pub fn is_blank(value: &str) -> bool {
	value.trim().is_empty()
}

pub fn non_blank(value: Option<&str>) -> Option<&str> {
	value.filter(|v| !is_blank(v))
}

/// Last path segment of `T`'s type name, without generic arguments.
pub fn short_type_name<T: ?Sized>() -> &'static str {
	let full = std::any::type_name::<T>();
	let base = full.split('<').next().unwrap_or(full);
	base.rsplit("::").next().unwrap_or(base)
}
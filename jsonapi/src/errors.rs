use std::fmt;

use serde::{Deserialize, Serialize};

use crate::{Error, Links, Meta};

/// Error object, as found in the top-level `errors` member of a document.
#[derive(Debug, Clone, Default, PartialEq, Serialize, Deserialize)]
#[serde(try_from = "RawErrorObject")]
pub struct ErrorObject {
	#[serde(skip_serializing_if = "Option::is_none")]
	id: Option<String>,

	#[serde(skip_serializing_if = "Option::is_none")]
	links: Option<Links>,

	#[serde(skip_serializing_if = "Option::is_none")]
	status: Option<String>,

	#[serde(skip_serializing_if = "Option::is_none")]
	code: Option<String>,

	#[serde(skip_serializing_if = "Option::is_none")]
	title: Option<String>,

	#[serde(skip_serializing_if = "Option::is_none")]
	detail: Option<String>,

	#[serde(skip_serializing_if = "Option::is_none")]
	source: Option<Source>,

	#[serde(skip_serializing_if = "Option::is_none")]
	meta: Option<Meta>,
}

#[derive(Deserialize)]
struct RawErrorObject {
	id: Option<String>,
	links: Option<Links>,
	status: Option<String>,
	code: Option<String>,
	title: Option<String>,
	detail: Option<String>,
	source: Option<Source>,
	meta: Option<Meta>,
}

impl TryFrom<RawErrorObject> for ErrorObject {
	type Error = Error;

	fn try_from(raw: RawErrorObject) -> Result<Self, Error> {
		ErrorObject {
			id: raw.id,
			links: raw.links,
			status: raw.status,
			code: raw.code,
			title: raw.title,
			detail: raw.detail,
			source: raw.source,
			meta: raw.meta,
		}
		.validate()
	}
}

impl ErrorObject {
	pub fn builder() -> ErrorObjectBuilder {
		ErrorObjectBuilder::default()
	}

	fn validate(self) -> Result<Self, Error> {
		if self == Self::default() {
			Err(Error::EmptyErrorObject)
		} else {
			Ok(self)
		}
	}

	pub fn id(&self) -> Option<&str> {
		self.id.as_deref()
	}

	pub fn links(&self) -> Option<&Links> {
		self.links.as_ref()
	}

	pub fn status(&self) -> Option<&str> {
		self.status.as_deref()
	}

	pub fn code(&self) -> Option<&str> {
		self.code.as_deref()
	}

	pub fn title(&self) -> Option<&str> {
		self.title.as_deref()
	}

	pub fn detail(&self) -> Option<&str> {
		self.detail.as_deref()
	}

	pub fn source(&self) -> Option<&Source> {
		self.source.as_ref()
	}

	pub fn meta(&self) -> Option<&Meta> {
		self.meta.as_ref()
	}
}

impl fmt::Display for ErrorObject {
	fn fmt(&self, f: &mut fmt::Formatter) -> fmt::Result {
		if let Some(status) = &self.status {
			write!(f, "[{status}] ")?;
		}

		match (&self.title, &self.detail) {
			(Some(title), Some(detail)) => write!(f, "{title}: {detail}"),
			(Some(text), None) | (None, Some(text)) => f.write_str(text),
			(None, None) => match (&self.code, &self.id) {
				(Some(code), _) => write!(f, "code {code}"),
				(None, Some(id)) => write!(f, "error {id}"),
				(None, None) => f.write_str("error"),
			},
		}
	}
}

#[derive(Debug, Default)]
pub struct ErrorObjectBuilder(ErrorObject);

impl ErrorObjectBuilder {
	pub fn id(mut self, value: impl Into<String>) -> Self {
		self.0.id = Some(value.into());
		self
	}

	pub fn links(mut self, value: Links) -> Self {
		self.0.links = Some(value);
		self
	}

	pub fn status(mut self, value: impl Into<String>) -> Self {
		self.0.status = Some(value.into());
		self
	}

	pub fn code(mut self, value: impl Into<String>) -> Self {
		self.0.code = Some(value.into());
		self
	}

	pub fn title(mut self, value: impl Into<String>) -> Self {
		self.0.title = Some(value.into());
		self
	}

	pub fn detail(mut self, value: impl Into<String>) -> Self {
		self.0.detail = Some(value.into());
		self
	}

	pub fn source(mut self, value: Source) -> Self {
		self.0.source = Some(value);
		self
	}

	pub fn meta(mut self, value: Meta) -> Self {
		self.0.meta = Some(value);
		self
	}

	pub fn build(self) -> Result<ErrorObject, Error> {
		self.0.validate()
	}
}

/// Reference to the primary source of an error.
#[derive(Debug, Clone, Default, PartialEq, Eq, Serialize, Deserialize)]
pub struct Source {
	#[serde(default, skip_serializing_if = "Option::is_none")]
	pub pointer: Option<String>,

	#[serde(default, skip_serializing_if = "Option::is_none")]
	pub parameter: Option<String>,

	#[serde(default, skip_serializing_if = "Option::is_none")]
	pub header: Option<String>,
}

/// Error objects of an error document.
#[derive(Debug, Clone, Default, PartialEq)]
pub struct Errors(pub Vec<ErrorObject>);

impl Errors {
	pub fn iter(&self) -> std::slice::Iter<'_, ErrorObject> {
		self.0.iter()
	}

	pub fn len(&self) -> usize {
		self.0.len()
	}

	pub fn is_empty(&self) -> bool {
		self.0.is_empty()
	}
}

impl fmt::Display for Errors {
	fn fmt(&self, f: &mut fmt::Formatter) -> fmt::Result {
		for (i, error) in self.0.iter().enumerate() {
			if i > 0 {
				f.write_str("; ")?;
			}

			write!(f, "{error}")?;
		}

		Ok(())
	}
}

impl From<Vec<ErrorObject>> for Errors {
	fn from(errors: Vec<ErrorObject>) -> Self {
		Self(errors)
	}
}

impl IntoIterator for Errors {
	type Item = ErrorObject;
	type IntoIter = std::vec::IntoIter<ErrorObject>;

	fn into_iter(self) -> Self::IntoIter {
		self.0.into_iter()
	}
}

#[cfg(test)]
mod tests {
	use serde_json::json;

	use super::*;

	#[test]
	fn requires_at_least_one_member() {
		assert!(matches!(ErrorObject::builder().build(), Err(Error::EmptyErrorObject)));
		assert!(serde_json::from_value::<ErrorObject>(json!({})).is_err());
		assert!(ErrorObject::builder().code("10").build().is_ok());
	}

	#[test]
	fn reads_all_members() {
		let error: ErrorObject = serde_json::from_value(json!({
			"id": "1",
			"status": "422",
			"code": "invalid",
			"title": "Invalid Attribute",
			"detail": "First name must contain at least two characters.",
			"source": { "pointer": "/data/attributes/firstName" },
			"meta": { "attempt": 2 }
		}))
		.unwrap();

		assert_eq!(error.status(), Some("422"));
		assert_eq!(
			error.source().and_then(|s| s.pointer.as_deref()),
			Some("/data/attributes/firstName")
		);
		assert_eq!(error.meta().and_then(|m| m.integer("attempt")), Some(2));
		assert_eq!(
			error.to_string(),
			"[422] Invalid Attribute: First name must contain at least two characters."
		);
	}
}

#### Work request:
Transcribe the listing in full, keeping every line exact.

#### Answer for the task:
pub fn is_blank(value: &str) -> bool {
	value.trim().is_empty()
}

pub fn non_blank(value: Option<&str>) -> Option<&str> {
	value.filter(|v| !is_blank(v))
}

/// Last path segment of `T`'s type name, without generic arguments.
pub fn short_type_name<T: ?Sized>() -> &'static str {
	let full = std::any::type_name::<T>();
	let base = full.split('<').next().unwrap_or(full);
	base.rsplit("::").next().unwrap_or(base)
}
filename jsonapi/src/errors.rs
use std::fmt;

use serde::{Deserialize, Serialize};

use crate::{Error, Links, Meta};

/// Error object, as found in the top-level `errors` member of a document.
#[derive(Debug, Clone, Default, PartialEq, Serialize, Deserialize)]
#[serde(try_from = "RawErrorObject")]
pub struct ErrorObject {
	#[serde(skip_serializing_if = "Option::is_none")]
	id: Option<String>,

	#[serde(skip_serializing_if = "Option::is_none")]
	links: Option<Links>,

	#[serde(skip_serializing_if = "Option::is_none")]
	status: Option<String>,

	#[serde(skip_serializing_if = "Option::is_none")]
	code: Option<String>,

	#[serde(skip_serializing_if = "Option::is_none")]
	title: Option<String>,

	#[serde(skip_serializing_if = "Option::is_none")]
	detail: Option<String>,

	#[serde(skip_serializing_if = "Option::is_none")]
	source: Option<Source>,

	#[serde(skip_serializing_if = "Option::is_none")]
	meta: Option<Meta>,
}

#[derive(Deserialize)]
struct RawErrorObject {
	id: Option<String>,
	links: Option<Links>,
	status: Option<String>,
	code: Option<String>,
	title: Option<String>,
	detail: Option<String>,
	source: Option<Source>,
	meta: Option<Meta>,
}

impl TryFrom<RawErrorObject> for ErrorObject {
	type Error = Error;

	fn try_from(raw: RawErrorObject) -> Result<Self, Error> {
		ErrorObject {
			id: raw.id,
			links: raw.links,
			status: raw.status,
			code: raw.code,
			title: raw.title,
			detail: raw.detail,
			source: raw.source,
			meta: raw.meta,
		}
		.validate()
	}
}

impl ErrorObject {
	pub fn builder() -> ErrorObjectBuilder {
		ErrorObjectBuilder::default()
	}

	fn validate(self) -> Result<Self, Error> {
		if self == Self::default() {
			Err(Error::EmptyErrorObject)
		} else {
			Ok(self)
		}
	}

	pub fn id(&self) -> Option<&str> {
		self.id.as_deref()
	}

	pub fn links(&self) -> Option<&Links> {
		self.links.as_ref()
	}

	pub fn status(&self) -> Option<&str> {
		self.status.as_deref()
	}

	pub fn code(&self) -> Option<&str> {
		self.code.as_deref()
	}

	pub fn title(&self) -> Option<&str> {
		self.title.as_deref()
	}

	pub fn detail(&self) -> Option<&str> {
		self.detail.as_deref()
	}

	pub fn source(&self) -> Option<&Source> {
		self.source.as_ref()
	}

	pub fn meta(&self) -> Option<&Meta> {
		self.meta.as_ref()
	}
}

impl fmt::Display for ErrorObject {
	fn fmt(&self, f: &mut fmt::Formatter) -> fmt::Result {
		if let Some(status) = &self.status {
			write!(f, "[{status}] ")?;
		}

		match (&self.title, &self.detail) {
			(Some(title), Some(detail)) => write!(f, "{title}: {detail}"),
			(Some(text), None) | (None, Some(text)) => f.write_str(text),
			(None, None) => match (&self.code, &self.id) {
				(Some(code), _) => write!(f, "code {code}"),
				(None, Some(id)) => write!(f, "error {id}"),
				(None, None) => f.write_str("error"),
			},
		}
	}
}

#[derive(Debug, Default)]
pub struct ErrorObjectBuilder(ErrorObject);

impl ErrorObjectBuilder {
	pub fn id(mut self, value: impl Into<String>) -> Self {
		self.0.id = Some(value.into());
		self
	}

	pub fn links(mut self, value: Links) -> Self {
		self.0.links = Some(value);
		self
	}

	pub fn status(mut self, value: impl Into<String>) -> Self {
		self.0.status = Some(value.into());
		self
	}

	pub fn code(mut self, value: impl Into<String>) -> Self {
		self.0.code = Some(value.into());
		self
	}

	pub fn title(mut self, value: impl Into<String>) -> Self {
		self.0.title = Some(value.into());
		self
	}

	pub fn detail(mut self, value: impl Into<String>) -> Self {
		self.0.detail = Some(value.into());
		self
	}

	pub fn source(mut self, value: Source) -> Self {
		self.0.source = Some(value);
		self
	}

	pub fn meta(mut self, value: Meta) -> Self {
		self.0.meta = Some(value);
		self
	}

	pub fn build(self) -> Result<ErrorObject, Error> {
		self.0.validate()
	}
}

/// Reference to the primary source of an error.
#[derive(Debug, Clone, Default, PartialEq, Eq, Serialize, Deserialize)]
pub struct Source {
	#[serde(default, skip_serializing_if = "Option::is_none")]
	pub pointer: Option<String>,

	#[serde(default, skip_serializing_if = "Option::is_none")]
	pub parameter: Option<String>,

	#[serde(default, skip_serializing_if = "Option::is_none")]
	pub header: Option<String>,
}

/// Error objects of an error document.
#[derive(Debug, Clone, Default, PartialEq)]
pub struct Errors(pub Vec<ErrorObject>);

impl Errors {
	pub fn iter(&self) -> std::slice::Iter<'_, ErrorObject> {
		self.0.iter()
	}

	pub fn len(&self) -> usize {
		self.0.len()
	}

	pub fn is_empty(&self) -> bool {
		self.0.is_empty()
	}
}

impl fmt::Display for Errors {
	fn fmt(&self, f: &mut fmt::Formatter) -> fmt::Result {
		for (i, error) in self.0.iter().enumerate() {
			if i > 0 {
				f.write_str("; ")?;
			}

			write!(f, "{error}")?;
		}

		Ok(())
	}
}

impl From<Vec<ErrorObject>> for Errors {
	fn from(errors: Vec<ErrorObject>) -> Self {
		Self(errors)
	}
}

impl IntoIterator for Errors {
	type Item = ErrorObject;
	type IntoIter = std::vec::IntoIter<ErrorObject>;

	fn into_iter(self) -> Self::IntoIter {
		self.0.into_iter()
	}
}

#[cfg(test)]
mod tests {
	use serde_json::json;

	use super::*;

	#[test]
	fn requires_at_least_one_member() {
		assert!(matches!(ErrorObject::builder().build(), Err(Error::EmptyErrorObject)));
		assert!(serde_json::from_value::<ErrorObject>(json!({})).is_err());
		assert!(ErrorObject::builder().code("10").build().is_ok());
	}

	#[test]
	fn reads_all_members() {
		let error: ErrorObject = serde_json::from_value(json!({
			"id": "1",
			"status": "422",
			"code": "invalid",
			"title": "Invalid Attribute",
			"detail": "First name must contain at least two characters.",
			"source": { "pointer": "/data/attributes/firstName" },
			"meta": { "attempt": 2 }
		}))
		.unwrap();

		assert_eq!(error.status(), Some("422"));
		assert_eq!(
			error.source().and_then(|s| s.pointer.as_deref()),
			Some("/data/attributes/firstName")
		);
		assert_eq!(error.meta().and_then(|m| m.integer("attempt")), Some(2));
		assert_eq!(
			error.to_string(),
			"[422] Invalid Attribute: First name must contain at least two characters."
		);
	}
}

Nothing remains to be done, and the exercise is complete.